- Conference: Big Ten Conference
- Record: 20–11 (11–9 Big Ten)
- Head coach: Steve Pikiell (4th season);
- Assistant coaches: Karl Hobbs; Brandin Knight; Steve Hayn;
- Home arena: Louis Brown Athletic Center

= 2019–20 Rutgers Scarlet Knights men's basketball team =

American college basketball season

The 2019–20 Rutgers Scarlet Knights men's basketball team represented Rutgers University–New Brunswick during the 2019–20 NCAA Division I men's basketball season.
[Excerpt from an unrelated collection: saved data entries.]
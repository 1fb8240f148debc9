use grant_discovery_sdk::{PolicyTemplate, Probe};
use sea_orm::entity::prelude::*;

#[derive(Clone, Debug, PartialEq, Eq, DeriveEntityModel)]
#[sea_orm(table_name = "policy_templates")]
pub struct Model {
    #[sea_orm(primary_key, auto_increment = false)]
    pub id: i64,
    pub action_id: i64,
    pub object_kind: Option<String>,
    pub general_sql: Option<String>,
    pub general_allow: Option<String>,
    pub general_deny: Option<String>,
    pub specific_sql: Option<String>,
    pub specific_allow: Option<String>,
    pub specific_deny: Option<String>,
}

#[derive(Copy, Clone, Debug, EnumIter, DeriveRelation)]
pub enum Relation {}

impl ActiveModelBehavior for ActiveModel {}

/// A probe exists only when its SQL is set; missing literals compare as empty.
fn probe(sql: Option<String>, allow: Option<String>, deny: Option<String>) -> Option<Probe> {
    sql.filter(|s| !s.trim().is_empty()).map(|sql| Probe {
        sql,
        expected_allow: allow.unwrap_or_default(),
        expected_deny: deny.unwrap_or_default(),
    })
}

impl From<Model> for PolicyTemplate {
    fn from(m: Model) -> Self {
        Self {
            id: m.id,
            action_id: m.action_id,
            object_kind: m.object_kind.filter(|k| !k.is_empty()),
            general: probe(m.general_sql, m.general_allow, m.general_deny),
            specific: probe(m.specific_sql, m.specific_allow, m.specific_deny),
        }
    }
}
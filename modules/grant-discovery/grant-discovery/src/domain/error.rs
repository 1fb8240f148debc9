//! Domain errors for grant discovery.

use std::time::Duration;

use grant_discovery_sdk::GrantDiscoveryError;
use sea_orm::DbErr;

use super::snapshot::SnapshotError;

#[derive(Debug, thiserror::Error)]
pub enum DomainError {
    #[error("job '{job_id}' was already processed")]
    AlreadyProcessed { job_id: String },

    #[error("snapshot store did not become reachable within {}ms", .0.as_millis())]
    StartupTimeout(Duration),

    #[error("snapshot store error: {0}")]
    Snapshot(SnapshotError),

    #[error("invalid snapshot payload: {0}")]
    InvalidSnapshot(String),

    /// Fatal: the run transaction is rolled back.
    #[error("persistence error: {0}")]
    Persistence(#[from] DbErr),

    #[error("run aborted by a fault: {0}")]
    Fault(String),
}

impl DomainError {
    #[must_use]
    pub fn invalid_snapshot(message: impl Into<String>) -> Self {
        Self::InvalidSnapshot(message.into())
    }
}

impl From<SnapshotError> for DomainError {
    fn from(e: SnapshotError) -> Self {
        match e {
            SnapshotError::StartupTimeout(bound) => Self::StartupTimeout(bound),
            other => Self::Snapshot(other),
        }
    }
}

impl From<DomainError> for GrantDiscoveryError {
    fn from(e: DomainError) -> Self {
        match e {
            DomainError::AlreadyProcessed { job_id } => Self::AlreadyProcessed { job_id },
            other => Self::Internal(other.to_string()),
        }
    }
}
The Scarlet Knights were led by fourth-year head coach Steve Pikiell and played their home games at the Louis Brown Athletic Center in Piscataway, New Jersey as sixth-year members of the Big Ten Conference. They finished the season 20–11 and 11–9 in Big Ten play to finish in a four-way tie for fifth place. Following the regular season, the Big Ten tournament and all subsequent postseason tournaments were canceled due to the ongoing COVID-19 pandemic, effectively ending the Knights's season.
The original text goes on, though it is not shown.